Spurs, who traditionally have a strong Jewish following, say their fans have adopted the chants “as a defence mechanism in order to own the term and thereby deflect anti-Semitic abuse.”
But Herbert denied that was not the case today, claiming the chanting was causing opposing fans to take up racist songs of their own.
“The Football Association (FA) know that whenever these chants are made it is opposing fans who are encouraged to make racist remarks,” Herbert said.
“They almost use it as an excuse. Some of them say ‘oh well Tottenham do it’...
“There is a lot of anti-Semitism that comes out because of this chanting. Whoever starts it, we object.”
It appears highly unlikely that Tottenham fans will stop using the controversial terms before the SBL’s deadline of November 20. They sent out a clear message of defiance on Thursday night when they chanted “Yid Army” throughout the club’s 3-1 home win over Maribor.
Herbert thinks a public statement from the police vowing to prosecute anyone found guilty of using the term, regardless of whether it is intended to cause offence or not, would help put a stop to the chanting.
“If the Met police say they are going to look at prosecutions then there is a good chance it will stop,” Herbert said.
“If the Met do say there is a potential offence being caused here then the game changes.”
Herbert yesterday accused the FA of hypocrisy given their recent public campaign to rid the game of discrimination.
“I would think this is a political embarrassment.

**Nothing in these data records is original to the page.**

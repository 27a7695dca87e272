// Copyright (c) 2016-2021 Fabian Schuiki

//! Construction of expressions.
//!
//! Each constructor determines the self-determined type of the new node from
//! its operands, and fixes the width of operands that the operator evaluates
//! in a self-determined context.

use super::*;
use crate::ty::{self, Sign};
use velab_common::util::HasDesc;

impl<'t> ExprArena<'t> {
    /// Add a constant literal.
    pub fn add_const(&mut self, value: ConstValue) -> ExprId {
        let ty = value.ty;
        self.push(ExprKind::Const(value), ty)
    }

    /// Add a reference to a declaration.
    pub fn add_primary(&mut self, decl: &'t Decl) -> ExprId {
        self.push(ExprKind::Primary(decl), decl.value_type())
    }

    /// Add a bit select `decl[index]`.
    ///
    /// A variable index is evaluated at its own width.
    pub fn add_bit_select(&mut self, decl: &'t Decl, index: Index) -> ExprId {
        if decl.is_real() {
            bug!("bit select of real {}", decl.name);
        }
        if let Index::Var(id) = index {
            self.check_operand(id);
            self.set_self_size(id);
        }
        self.push(ExprKind::BitSelect { decl, index }, ValueType::BIT)
    }

    /// Add a part select of a declaration.
    ///
    /// The base of an indexed part select is evaluated at its own width.
    pub fn add_part_select(&mut self, decl: &'t Decl, mode: PartSelect) -> ExprId {
        if decl.is_real() {
            bug!("part select of real {}", decl.name);
        }
        let width = match mode {
            PartSelect::Const { left, right } => ((left - right).abs() + 1) as usize,
            PartSelect::Plus { base, width } | PartSelect::Minus { base, width } => {
                if width == 0 {
                    bug!("part select of {} with zero width", decl.name);
                }
                self.check_operand(base);
                self.set_self_size(base);
                width
            }
        };
        self.push(
            ExprKind::PartSelect { decl, mode },
            ValueType::bit_vector(Sign::Unsigned, width),
        )
    }

    /// Add an element of an array `decl[i][j]...`.
    ///
    /// There must be one index per dimension of the array. The indices are
    /// evaluated at their own width.
    pub fn add_array_elem(&mut self, decl: &'t Decl, indices: Vec<ExprId>) -> ExprId {
        let dims = match decl.array {
            Some(ref array) => array.dim_count(),
            None => bug!("element of {} which is not an array", decl.name),
        };
        if indices.len() != dims {
            bug!(
                "{} indices into array {} of {} dimensions",
                indices.len(),
                decl.name,
                dims
            );
        }
        for &index in &indices {
            self.check_operand(index);
            if self.value_type(index).is_real() {
                bug!("real index {} into array {}", index, decl.name);
            }
            self.set_self_size(index);
        }
        self.push(ExprKind::ArrayElem { decl, indices }, decl.value_type())
    }

    /// Add a unary operator.
    pub fn add_unary(&mut self, op: UnaryOp, arg: ExprId) -> ExprId {
        self.check_operand(arg);
        let arg_ty = self.value_type(arg);
        if op.rejects_real() && arg_ty.is_real() {
            bug!("real operand of {}", op.desc_full());
        }
        let ty = if op.is_sink() {
            self.set_self_size(arg);
            ValueType::BIT
        } else {
            arg_ty
        };
        self.push(ExprKind::Unary { op, arg }, ty)
    }

    /// Add a binary operator.
    ///
    /// | Category   | Operands              | Type                       |
    /// |------------|-----------------------|----------------------------|
    /// | bitwise    | untouched             | `combine`                  |
    /// | arithmetic | untouched             | `combine`, or real         |
    /// | power      | exponent self-sized   | `combine_with_real_promotion` |
    /// | shift      | amount self-sized     | left operand               |
    /// | comparison | both sized to `combine` | one bit                  |
    /// | logical    | both self-sized       | one bit                    |
    pub fn add_binary(&mut self, op: BinaryOp, lhs: ExprId, rhs: ExprId) -> ExprId {
        self.check_operand(lhs);
        self.check_operand(rhs);
        let lhs_ty = self.value_type(lhs);
        let rhs_ty = self.value_type(rhs);
        let ty = match op.category() {
            OpCategory::BitOp => ty::combine(lhs_ty, rhs_ty),
            OpCategory::ArithOp => {
                if !lhs_ty.is_real() && !rhs_ty.is_real() {
                    ty::combine(lhs_ty, rhs_ty)
                } else if op.rejects_real() {
                    bug!("real operand of {}", op.desc_full());
                } else {
                    ValueType::REAL
                }
            }
            OpCategory::PowerOp => {
                self.set_self_size(rhs);
                ty::combine_with_real_promotion(lhs_ty, rhs_ty)
            }
            OpCategory::ShiftOp => {
                if lhs_ty.is_real() {
                    bug!("real left operand of {}", op.desc_full());
                }
                self.set_self_size(rhs);
                lhs_ty
            }
            OpCategory::CompareOp => {
                let common = ty::combine(lhs_ty, rhs_ty);
                self.propagate_required_type(lhs, common);
                self.propagate_required_type(rhs, common);
                ValueType::BIT
            }
            OpCategory::LogOp => {
                self.set_self_size(lhs);
                self.set_self_size(rhs);
                ValueType::BIT
            }
        };
        self.push(ExprKind::Binary { op, lhs, rhs }, ty)
    }

    /// Add a ternary operator.
    ///
    /// The arguments are given in source order, i.e. `cond ? a : b` and
    /// `min : typ : max`.
    pub fn add_ternary(&mut self, op: TernaryOp, args: [ExprId; 3]) -> ExprId {
        for &arg in &args {
            self.check_operand(arg);
        }
        let ty = match op {
            TernaryOp::Condition => {
                self.set_self_size(args[0]);
                let a = self.value_type(args[1]);
                let b = self.value_type(args[2]);
                if a.is_real() || b.is_real() {
                    ValueType::REAL
                } else {
                    ty::combine(a, b)
                }
            }
            TernaryOp::MinTypMax => self.value_type(args[1]),
        };
        self.push(ExprKind::Ternary { op, args }, ty)
    }

    /// Add a concatenation `{args...}`.
    pub fn add_concat(&mut self, args: Vec<ExprId>) -> ExprId {
        let width = self.concat_operands(&args);
        self.push(
            ExprKind::Concat(args),
            ValueType::bit_vector(Sign::Unsigned, width),
        )
    }

    /// Add a replication `{count{args...}}`.
    pub fn add_multi_concat(&mut self, count: usize, args: Vec<ExprId>) -> ExprId {
        if count == 0 {
            bug!("replication with zero count");
        }
        let width = self.concat_operands(&args) * count;
        self.push(
            ExprKind::MultiConcat { count, args },
            ValueType::bit_vector(Sign::Unsigned, width),
        )
    }

    /// Size the operands of a concatenation and return their total width.
    fn concat_operands(&mut self, args: &[ExprId]) -> usize {
        if args.is_empty() {
            bug!("concatenation without operands");
        }
        let mut width = 0;
        for &arg in args {
            self.check_operand(arg);
            let arg_ty = self.value_type(arg);
            if arg_ty.is_real() {
                bug!("real operand {} in concatenation", arg);
            }
            self.set_self_size(arg);
            width += arg_ty.bit_width();
        }
        width
    }

    /// Ensure that an operand has been constructed in this arena.
    fn check_operand(&self, id: ExprId) {
        if id.as_usize() >= self.len() {
            bug!("operand {} has not been constructed in this arena", id);
        }
    }
}
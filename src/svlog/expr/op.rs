// Copyright (c) 2016-2021 Fabian Schuiki

//! Operators of expressions.

use std::fmt;
use velab_common::util::HasDesc;

/// The unary operators.
#[derive(Debug, Clone, Copy, PartialEq, Eq, Hash)]
#[allow(missing_docs)]
pub enum UnaryOp {
    Plus,
    Minus,
    BitNeg,
    RedAnd,
    RedNand,
    RedOr,
    RedNor,
    RedXor,
    RedXnor,
    LogicNot,
}

/// The binary operators.
#[derive(Debug, Clone, Copy, PartialEq, Eq, Hash)]
#[allow(missing_docs)]
pub enum BinaryOp {
    BitAnd,
    BitOr,
    BitXor,
    BitXnor,
    Add,
    Sub,
    Mul,
    Div,
    Mod,
    Pow,
    Shl,
    Shr,
    AShl,
    AShr,
    Eq,
    Neq,
    Lt,
    Leq,
    Gt,
    Geq,
    CaseEq,
    CaseNeq,
    LogicAnd,
    LogicOr,
}

/// The ternary operators.
#[derive(Debug, Clone, Copy, PartialEq, Eq, Hash)]
pub enum TernaryOp {
    /// `a ? b : c`
    Condition,
    /// `a : b : c`
    MinTypMax,
}

/// The sizing rule a binary operator follows.
#[derive(Debug, Clone, Copy, PartialEq, Eq, Hash)]
pub enum OpCategory {
    /// `&`, `|`, `^`, `~^`
    BitOp,
    /// `+`, `-`, `*`, `/`, `%`
    ArithOp,
    /// `**`
    PowerOp,
    /// `<<`, `>>`, `<<<`, `>>>`
    ShiftOp,
    /// `==`, `!=`, `<`, `<=`, `>`, `>=`, `===`, `!==`
    CompareOp,
    /// `&&`, `||`
    LogOp,
}

impl UnaryOp {
    /// Check whether this is one of the reduction operators.
    pub fn is_reduction(self) -> bool {
        match self {
            UnaryOp::RedAnd
            | UnaryOp::RedNand
            | UnaryOp::RedOr
            | UnaryOp::RedNor
            | UnaryOp::RedXor
            | UnaryOp::RedXnor => true,
            _ => false,
        }
    }

    /// Check whether the result is a single bit regardless of the operand.
    pub fn is_sink(self) -> bool {
        self.is_reduction() || self == UnaryOp::LogicNot
    }

    /// Check whether the operator only applies to bit vectors.
    pub fn rejects_real(self) -> bool {
        self.is_reduction() || self == UnaryOp::BitNeg
    }

    /// The operator as written in source text.
    pub fn as_str(self) -> &'static str {
        match self {
            UnaryOp::Plus => "+",
            UnaryOp::Minus => "-",
            UnaryOp::BitNeg => "~",
            UnaryOp::RedAnd => "&",
            UnaryOp::RedNand => "~&",
            UnaryOp::RedOr => "|",
            UnaryOp::RedNor => "~|",
            UnaryOp::RedXor => "^",
            UnaryOp::RedXnor => "~^",
            UnaryOp::LogicNot => "!",
        }
    }
}

impl BinaryOp {
    /// Determine the sizing rule of the operator.
    pub fn category(self) -> OpCategory {
        use BinaryOp::*;
        match self {
            BitAnd | BitOr | BitXor | BitXnor => OpCategory::BitOp,
            Add | Sub | Mul | Div | Mod => OpCategory::ArithOp,
            Pow => OpCategory::PowerOp,
            Shl | Shr | AShl | AShr => OpCategory::ShiftOp,
            Eq | Neq | Lt | Leq | Gt | Geq | CaseEq | CaseNeq => OpCategory::CompareOp,
            LogicAnd | LogicOr => OpCategory::LogOp,
        }
    }

    /// Check whether the operator only applies to bit vectors.
    pub fn rejects_real(self) -> bool {
        match self.category() {
            OpCategory::BitOp | OpCategory::ShiftOp => true,
            _ => self == BinaryOp::Mod,
        }
    }

    /// The operator as written in source text.
    pub fn as_str(self) -> &'static str {
        use BinaryOp::*;
        match self {
            BitAnd => "&",
            BitOr => "|",
            BitXor => "^",
            BitXnor => "~^",
            Add => "+",
            Sub => "-",
            Mul => "*",
            Div => "/",
            Mod => "%",
            Pow => "**",
            Shl => "<<",
            Shr => ">>",
            AShl => "<<<",
            AShr => ">>>",
            Eq => "==",
            Neq => "!=",
            Lt => "<",
            Leq => "<=",
            Gt => ">",
            Geq => ">=",
            CaseEq => "===",
            CaseNeq => "!==",
            LogicAnd => "&&",
            LogicOr => "||",
        }
    }
}

impl OpCategory {
    /// Check whether context propagation stops at this operator.
    pub fn is_sink(self) -> bool {
        match self {
            OpCategory::CompareOp | OpCategory::LogOp => true,
            _ => false,
        }
    }
}

impl HasDesc for UnaryOp {
    fn desc(&self) -> &'static str {
        match *self {
            UnaryOp::Plus => "unary plus",
            UnaryOp::Minus => "negation",
            UnaryOp::BitNeg => "bitwise negation",
            UnaryOp::LogicNot => "logical negation",
            _ => "reduction",
        }
    }

    fn desc_full(&self) -> String {
        format!("{} `{}`", self.desc(), self.as_str())
    }
}

impl HasDesc for BinaryOp {
    fn desc(&self) -> &'static str {
        match self.category() {
            OpCategory::BitOp => "bitwise operator",
            OpCategory::ArithOp => "arithmetic operator",
            OpCategory::PowerOp => "power operator",
            OpCategory::ShiftOp => "shift operator",
            OpCategory::CompareOp => "comparison",
            OpCategory::LogOp => "logical operator",
        }
    }

    fn desc_full(&self) -> String {
        format!("{} `{}`", self.desc(), self.as_str())
    }
}

impl HasDesc for TernaryOp {
    fn desc(&self) -> &'static str {
        match *self {
            TernaryOp::Condition => "conditional operator",
            TernaryOp::MinTypMax => "min:typ:max expression",
        }
    }
}

impl fmt::Display for UnaryOp {
    fn fmt(&self, f: &mut fmt::Formatter) -> fmt::Result {
        write!(f, "{}", self.as_str())
    }
}

impl fmt::Display for BinaryOp {
    fn fmt(&self, f: &mut fmt::Formatter) -> fmt::Result {
        write!(f, "{}", self.as_str())
    }
}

You can’t go and complain about racism and anti-Semitism in Serbia and then have it happening in your own back yard,” Herbert said, referring to the monkey chanting aimed at England’s Under-21 players in Serbia last month.
“It doesn’t make sense that they can make White Hart Lane a no go area for law.”
The FA denied Herbert’s claim last night in a statement which read: “The FA acts on all reported incidents of discrimination and we continue to work with both Tottenham Hotspur and the Crown Prosecution Service on the matter of anti-Semitic chanting.
“The FA takes all matters of discrimination with the utmost seriousness and encourages the reporting of any such incidents through the appropriate channels.”